DES has a block size of 64 bits and a key length of 56. In the early days, it was sufficient for keeping data safe, but as technology progressed it started to look weaker and weaker. By 1999, it could be cracked in less than a day, which was a serious concern. In response, FIPS 46-3 was issued, which favored a new algorithm, Triple DES. Triple DES essentially involves putting the plaintext through the original DES algorithm three times. While it wasn’t perfect, it bought us some time so that the National Institute of Standards and Technology (NIST) could come up with a new symmetric-key algorithm, the Advanced Encryption Standard (AES).
One of the most interesting things about DES was that the NSA was involved in its development and made some changes. There were suspicions that the NSA had deliberately weakened the algorithm so that it could crack encrypted text. The NSA has a controversial reputation, so these suspicions weren’t unwarranted.
It wasn’t until the nineties that we realized the NSA did meddle with the algorithm using some secret insights that only it knew at the time. The big surprise is that the NSA actually make DES stronger. While the NSA receives a lot of criticism for things like the Snowden revelations, there’s a substantial portion of the agency that really cares about helping to improve security.

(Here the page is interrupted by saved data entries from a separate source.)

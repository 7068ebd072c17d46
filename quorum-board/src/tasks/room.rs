use chrono::Utc;
use quorum_core::{
    fan_out, BatchReport, Direction, DocumentStore, LiveList, OptimisticCell, Update,
};
use serde_json::json;

use crate::{
    BoardContext, BoardError, BoardResult, NotificationKind, Notifications, Priority, Room,
    RoomTask, UserProfile,
};

/// Tasks scoped to one room, including the proof-of-completion flow.
///
/// There are two ways a task gets completed. Members go through the
/// proof path: an image is uploaded and the completion flag plus all
/// three proof fields land in one atomic update. Admins flip the flag
/// directly from the management screen, leaving proof fields untouched
/// in both directions.
pub struct RoomTasks<S> {
    context: BoardContext<S>,
}

#[derive(Debug, Clone)]
pub struct NewRoomTask {
    pub title: String,
    pub description: String,
    pub priority: Priority,
    pub due_date: String,
    pub assignees: Vec<String>,
}

/// A task edit from the management screen. `None` fields are left as
/// they are.
#[derive(Debug, Clone, Default)]
pub struct RoomTaskChanges {
    pub title: Option<String>,
    pub description: Option<String>,
    pub priority: Option<Priority>,
    pub due_date: Option<String>,
}
#[derive(Debug, Clone, PartialEq, Serialize, Deserialize)]
#[serde(rename_all = "camelCase")]
pub struct Announcement {
    #[serde(default, skip_serializing)]
    pub id: String,
    pub title: String,
    pub body: String,
    #[serde(default)]
    pub tag: AnnouncementTag,
    pub author_uid: String,
    pub author_name: String,
    #[serde(default)]
    pub author_initials: String,
    #[serde(default)]
    pub author_role: Role,
    #[serde(default)]
    pub pinned: bool,
    /// Grows only, incremented once per first view by a non-author.
    #[serde(default)]
    pub views: i64,
    /// Grows only, array-union of uids that have opened the detail view.
    #[serde(default)]
    pub read_by: Vec<String>,
    pub created_at: DateTime<Utc>,
}

impl Announcement {
    pub const COLLECTION: &'static str = "announcements";

    pub fn collection() -> CollectionRef {
        CollectionRef::new(Self::COLLECTION)
    }

    pub fn has_read(&self, uid: &str) -> bool {
        self.read_by.iter().any(|reader| reader == uid)
    }
}

#[derive(Debug, Clone, Copy, PartialEq, Eq, Serialize, Deserialize)]
#[serde(rename_all = "lowercase")]
pub enum AttendanceStatus {
    Present,
    Absent,
    Late,
}

/// One member's attendance on one calendar day in one room.
///
/// Keyed by `{date}:{uid}` so a day and member pair always resolves to
/// the same document, making repeated marks overwrites rather than
/// duplicates.
#[derive(Debug, Clone, PartialEq, Serialize, Deserialize)]
#[serde(rename_all = "camelCase")]
pub struct AttendanceRecord {
    #[serde(default, skip_serializing)]
    pub id: String,
    /// Calendar day as `YYYY-MM-DD`.
    pub date: String,
    pub uid: String,
    #[serde(default)]
    pub status: Option<AttendanceStatus>,
    pub marked_by: String,
    pub marked_at: DateTime<Utc>,
}

impl AttendanceRecord {
    pub fn record_id(date: &str, uid: &str) -> String {
        format!("{date}:{uid}")
    }
}

#[derive(Debug, Clone, PartialEq, Serialize, Deserialize)]
#[serde(rename_all = "camelCase")]
pub struct CalendarEvent {
    #[serde(default, skip_serializing)]
    pub id: String,
    pub title: String,
    #[serde(default)]
    pub description: String,
    /// Calendar day as `YYYY-MM-DD`.
    pub date: String,
    #[serde(default)]
    pub start_time: String,
    #[serde(default)]
    pub end_time: String,
    #[serde(default)]
    pub color: String,
    pub room_id: String,
    pub created_by: String,
    pub created_at: DateTime<Utc>,
}

impl CalendarEvent {
    pub const COLLECTION: &'static str = "events";

    pub fn collection() -> CollectionRef {
        CollectionRef::new(Self::COLLECTION)
    }
}
use async_trait::async_trait;
use parking_lot::Mutex;

use quorum_core::{MediaUpload, UploadError, UploadedMedia};

/// A [MediaUpload] that stores nothing and mints predictable URLs.
///
/// Used in tests and local development, where the bytes themselves don't
/// matter but the resulting URL does.
pub struct FixedUpload {
    base: String,
    state: Mutex<UploadState>,
}

#[derive(Default)]
struct UploadState {
    uploads: Vec<RecordedUpload>,
    fail_next: Option<String>,
}

/// What an upload looked like when it arrived.
#[derive(Debug, Clone, PartialEq, Eq)]
pub struct RecordedUpload {
    pub filename: String,
    pub content_type: String,
    pub size: usize,
    pub url: String,
}

impl FixedUpload {
    pub fn new(base: impl Into<String>) -> Self {
        Self {
            base: base.into(),
            state: Default::default(),
        }
    }

    /// Makes the next upload fail with [UploadError::Transport].
    pub fn fail_next(&self, reason: impl Into<String>) {
        self.state.lock().fail_next = Some(reason.into());
    }

    /// Every upload accepted so far, oldest first.
    pub fn uploads(&self) -> Vec<RecordedUpload> {
        self.state.lock().uploads.clone()
    }
}

impl Default for FixedUpload {
    fn default() -> Self {
        Self::new("https://media.invalid")
    }
}

#[async_trait]
impl MediaUpload for FixedUpload {
    async fn upload(
        &self,
        bytes: Vec<u8>,
        filename: &str,
        content_type: &str,
    ) -> Result<UploadedMedia, UploadError> {
        let mut state = self.state.lock();

        if let Some(reason) = state.fail_next.take() {
            return Err(UploadError::Transport(reason));
        }

        let url = format!("{}/{}-{}", self.base, state.uploads.len() + 1, filename);

        state.uploads.push(RecordedUpload {
            filename: filename.to_string(),
            content_type: content_type.to_string(),
            size: bytes.len(),
            url: url.clone(),
        });

        Ok(UploadedMedia { url })
    }
}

The Advanced Encryption Standard (AES)
With DES vulnerable and Triple DES serving as a stopgap measure, NIST was rapidly developing and standardizing a new algorithm. It came to be called the Advanced Encryption Standard (AES), and it was published as FIPS 197 in 2001.
AES was a big step up. The algorithm was far more complex, and it could be implemented with key lengths of 128, 192, or 256 bits, all of which are still secure. We use AES almost everywhere that we need symmetric encryption. It protects your web connection when you visit DestCert.com via the TLS that provides the security layer of HTTPS. It also protects your messages in WhatsApp and Signal, and it helps to keep the data on your devices safe when you deploy full disk encryption (FDE).
AES is expected to remain secure for many years to come. Even if quantum computing becomes a reality, the best attacks only bring down the strength of AES-256 to a security level of 128 bits. For now, we should be comfortable using it for most applications. The main concern is for data that we expect to still be sensitive for many decades to come.
The public-key cryptography revolution
Better symmetric-key algorithms weren’t the only major cryptographic advances of the digital era. It’s fair to say that the most interesting advances came on the public-key side, which is also known as asymmetric encryption. Through algorithms like the Diffie-Hellman key exchange and RSA, we accomplished things like:
- Solving the key distribution problem – Before the Diffie-Hellman key exchange, we had no online way to establish a secure communications channel if we didn’t already have a pre-existing secure channel. The Diffie-Hellman key exchange allowed two or more parties to develop a secure symmetric key that they could then use to encrypt future communications. It works even if an attacker is listening in to the process.
- Developing schemes that provide integrity, authenticity and non-repudiation to our data – Asymmetric algorithms like RSA can be combined with cryptographic hashing to give us digital signatures. These allow us to verify whether a message was actually sent by the person who claims to have sent it, and not an impostor. They also allow us to check whether a message has been tampered with since it was created.
- Allowing key revocation and scalability – Symmetric-key encryption doesn’t scale very well, especially in large groups. If you wanted a group of 10,000 people to be able to communicate securely with symmetric-key encryption, you would need almost 50 million keys. With asymmetric cryptography you only need 20,000. Asymmetric cryptography also allows you to revoke keys when a user leaves the group.
We still use the Diffie-Hellman key exchange for key distribution, while RSA is mostly used for digital signatures. Elliptiic-curve cryptography (ECC) is starting to see more use because it has a smaller key size and it’s faster. However, quantum cryptography poses a major threat to these algorithms. The good news is that NIST is already standardizing quantum-safe algorithms, and the rise of quantum computing still seems a long way away.